Issa Qumdis said, “The truth—the inalienable truth—is that Zionism is the most repugnant doctrine of all, in a world rife with malignant dogma. Think of Zionism as the pernicious anemia of modern civilization.”

One of the pierced-and-brandeds snickered into his girlfriend’s ear.

Issa Qumdis warmed to his topic, branding Jews who moved to Israel “nothing less than war criminals. Each and every one is deserving of death.” Pause. “I would shoot them myself.”

Silence.

Even for this audience that was strong stuff.

Issa Qumdis smiled and smoothed his lapel, and said, “Have I offended someone? I certainly hope so. Complacence is the enemy of truth and as a scholar, truth is my catechism. Yes, I’m talking about jihad. An American jihad, where—”

He stopped, openmouthed.

The guy in the pea coat had shot to his feet, and shouted, “Fuck you, Nazi!” as he fooled with the buttons of his coat.

Milo was already moving toward him as Pea Coat whipped out a gun, a big black gun, and fired straight at Issa Qumdis’s chest.

Issa Qumdis’s snowy white shirt turned to crimson. He stood there, wide-eyed.
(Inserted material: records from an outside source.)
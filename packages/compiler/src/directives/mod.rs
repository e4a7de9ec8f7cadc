//! # Directives
//!
//! A directive is a `:name="value"` attribute. Every directive has a fixed
//! priority; on one node they run lowest priority first, all `bind` phases
//! before any `compile` phase.
//!
//! `bind` performs static rewrites that have to happen before siblings are
//! visited (`:elseif`/`:else` become guarded `:if`s). `compile` renders the
//! initial state and installs the watchers that keep it current.
//!
//! Structural directives (`:if`, `:router`, `:for`) take the node out of the
//! tree and leave comment anchors in its place; the clones they render later
//! are compiled again, resuming after the directive that produced them.

mod behavior;
mod conditional;
mod content;
mod form;
mod model;
mod mount;
mod repeat;
mod router;

pub(crate) use router::route_function;
pub use router::route_path;

use crate::context::Context;
use crate::dom::NodeId;
use crate::error::{CompileError, CompileResult};
use crate::expression::CompiledExpression;
use crate::wrap::NodeWrap;
use std::collections::HashMap;
use std::rc::Rc;

#[derive(Debug, Clone, Copy, PartialEq, Eq, Hash, PartialOrd, Ord)]
pub enum Directive {
    Skip,
    Router,
    Once,
    For,
    Var,
    Lazy,
    If,
    Data,
    Show,
    Mount,
    Prevent,
    Stop,
    Model,
    Pre,
    Html,
    Text,
    Els,
    Fixed,
    Validate,
    Submit,
    Checked,
    State,
    Exec,
}

impl Directive {
    pub const ALL: [Directive; 23] = [
        Directive::Skip,
        Directive::Router,
        Directive::Once,
        Directive::For,
        Directive::Var,
        Directive::Lazy,
        Directive::If,
        Directive::Data,
        Directive::Show,
        Directive::Mount,
        Directive::Prevent,
        Directive::Stop,
        Directive::Model,
        Directive::Pre,
        Directive::Html,
        Directive::Text,
        Directive::Els,
        Directive::Fixed,
        Directive::Validate,
        Directive::Submit,
        Directive::Checked,
        Directive::State,
        Directive::Exec,
    ];

    pub fn name(self) -> &'static str {
        match self {
            Directive::Skip => "skip",
            Directive::Router => "router",
            Directive::Once => "once",
            Directive::For => "for",
            Directive::Var => "var",
            Directive::Lazy => "lazy",
            Directive::If => "if",
            Directive::Data => "data",
            Directive::Show => "show",
            Directive::Mount => "mount",
            Directive::Prevent => "prevent",
            Directive::Stop => "stop",
            Directive::Model => "model",
            Directive::Pre => "pre",
            Directive::Html => "html",
            Directive::Text => "text",
            Directive::Els => "els",
            Directive::Fixed => "fixed",
            Directive::Validate => "validate",
            Directive::Submit => "submit",
            Directive::Checked => "checked",
            Directive::State => "state",
            Directive::Exec => "exec",
        }
    }

    /// Lower runs first
    pub fn priority(self) -> u32 {
        match self {
            Directive::Skip => 0,
            Directive::Router => 1,
            Directive::Once => 2,
            Directive::For => 3,
            Directive::Var => 4,
            Directive::Lazy => 5,
            Directive::If => 6,
            Directive::Data => 10,
            Directive::Show => 11,
            Directive::Mount => 20,
            Directive::Prevent => 21,
            Directive::Stop => 22,
            Directive::Model => 23,
            Directive::Pre => 24,
            Directive::Html => 30,
            Directive::Text => 31,
            Directive::Els => 40,
            Directive::Fixed => 41,
            Directive::Validate => 42,
            Directive::Submit => 43,
            Directive::Checked => 44,
            Directive::State => 45,
            Directive::Exec => 46,
        }
    }
}

/// Name → directive lookup used when planning nodes
#[derive(Debug, Clone)]
pub struct DirectiveRegistry {
    by_name: HashMap<String, Directive>,
}

impl Default for DirectiveRegistry {
    fn default() -> Self {
        Self::new()
    }
}

impl DirectiveRegistry {
    /// Registry with the full catalog
    pub fn new() -> Self {
        let by_name = Directive::ALL
            .iter()
            .map(|d| (d.name().to_string(), *d))
            .collect();
        Self { by_name }
    }

    pub fn lookup(&self, name: &str) -> Option<Directive> {
        self.by_name.get(name).copied()
    }

    /// Stop recognizing `name`; its attributes are then skipped as unknown
    pub fn disable(&mut self, name: &str) {
        self.by_name.remove(name);
    }

    /// Make `alias` behave as `directive`
    pub fn alias(&mut self, alias: &str, directive: Directive) {
        self.by_name.insert(alias.to_string(), directive);
    }

    pub fn names(&self) -> Vec<String> {
        let mut names: Vec<(u32, String)> = self
            .by_name
            .iter()
            .map(|(name, d)| (d.priority(), name.clone()))
            .collect();
        names.sort();
        names.into_iter().map(|(_, name)| name).collect()
    }
}

/// The trimmed value, or `MissingValue` naming the node's tag
pub(super) fn required_value<'a>(
    ctx: &Context,
    node: NodeId,
    directive: Directive,
    value: &'a str,
) -> CompileResult<&'a str> {
    let trimmed = value.trim();
    if trimmed.is_empty() {
        let tag = ctx.document.tag(node).unwrap_or_default();
        return Err(CompileError::missing_value(directive.name(), tag));
    }
    Ok(trimmed)
}

/// Compile a directive value as a single expression
pub(super) fn required_expression(
    ctx: &Rc<Context>,
    node: NodeId,
    directive: Directive,
    value: &str,
) -> CompileResult<Rc<CompiledExpression>> {
    let source = required_value(ctx, node, directive, value)?;
    let compiled = ctx.compiler.interpolation(source);
    match compiled.error() {
        Some(error) => Err(CompileError::malformed(directive.name(), source, error.clone())),
        None => Ok(compiled),
    }
}

/// Static rewrite phase
pub(crate) fn bind(ctx: &Rc<Context>, node: NodeId, directive: Directive, value: &str) {
    match directive {
        Directive::If => conditional::bind_if(ctx, node, value),
        Directive::Router => router::bind_router(ctx, node, value),
        _ => {}
    }
}

/// Render and install watchers
pub(crate) fn compile(
    ctx: &Rc<Context>,
    node: NodeId,
    wrap: &Rc<NodeWrap>,
    directive: Directive,
    value: &str,
) -> CompileResult<()> {
    match directive {
        Directive::Skip => {
            wrap.update(|o| o.skip = true);
            Ok(())
        }
        Directive::Once => {
            wrap.update(|o| o.once = true);
            Ok(())
        }
        Directive::Pre => {
            wrap.update(|o| o.pre = true);
            Ok(())
        }
        Directive::Router => router::compile_router(ctx, node, wrap, value),
        Directive::For => repeat::compile_for(ctx, node, wrap, value),
        Directive::Var => content::compile_var(ctx, node, wrap, value),
        Directive::Lazy => behavior::compile_lazy(ctx, node, wrap),
        Directive::If => conditional::compile_if(ctx, node, wrap, value),
        Directive::Data => mount::compile_data(ctx, node, wrap, value),
        Directive::Show => content::compile_show(ctx, node, wrap, value),
        Directive::Mount => mount::compile_mount(ctx, node, wrap, value),
        Directive::Prevent => behavior::compile_prevent(ctx, node, wrap, value),
        Directive::Stop => behavior::compile_stop(ctx, node, wrap, value),
        Directive::Model => model::compile_model(ctx, node, wrap, value),
        Directive::Html => content::compile_html(ctx, node, wrap, value),
        Directive::Text => content::compile_text(ctx, node, wrap, value),
        Directive::Els => behavior::compile_els(ctx, node, value),
        Directive::Fixed => behavior::compile_fixed(ctx, node, wrap),
        Directive::Validate => form::compile_validate(ctx, node, value),
        Directive::Submit => form::compile_submit(ctx, node, wrap, value),
        Directive::Checked => content::compile_checked(ctx, node, wrap, value),
        Directive::State => router::compile_state(ctx, node, wrap, value),
        Directive::Exec => content::compile_exec(ctx, node, wrap, value),
    }
}

#[cfg(test)]
mod tests {
    use super::*;

    #[test]
    fn test_priorities_follow_catalog_order() {
        let priorities: Vec<u32> = Directive::ALL.iter().map(|d| d.priority()).collect();
        let mut sorted = priorities.clone();
        sorted.sort();
        assert_eq!(priorities, sorted);
        assert!(Directive::If < Directive::Data);
    }

    #[test]
    fn test_registry_disable_and_alias() {
        let mut registry = DirectiveRegistry::new();
        assert_eq!(registry.lookup("for"), Some(Directive::For));

        registry.disable("html");
        assert_eq!(registry.lookup("html"), None);

        registry.alias("repeat", Directive::For);
        assert_eq!(registry.lookup("repeat"), Some(Directive::For));
        assert_eq!(registry.names().first().map(String::as_str), Some("skip"));
    }
}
Reached down and touched himself and came away with a red, sticky thumb.

“You pathetic fascist,” he burbled.

Still on his feet. Breathing fast, but breathing. No loss of balance. No death pallor.

Red rivulets wormed down his shirtfront and filthied the edges of his jacket.

Besmirched, but alive and healthy.

The man in the pea coat fired again, and Issa Qumdis’s face became a crimson mask. Issa Qumdis cried out, wiped frantically at his face. Albin Larsen sat in his chair, amazed, immobile.

“Oh my God,” someone said.

“That’s pig’s blood!” yelled the man in the pea coat. “You Arab pig-fucker!” He charged toward Issa Qumdis, tripped, fell, righted himself.

Issa Qumdis, blinded by blood, kept swiping at his eyes.

Pea Coat raised his weapon. Black plastic paint gun. Shrieking, “Fascist!” a woman in the second row, one of the gray-hairs, shot to her feet and grabbed for the weapon. Pea Coat tried to shake her off. She clawed and scratched and got hold of his sleeve and hung on.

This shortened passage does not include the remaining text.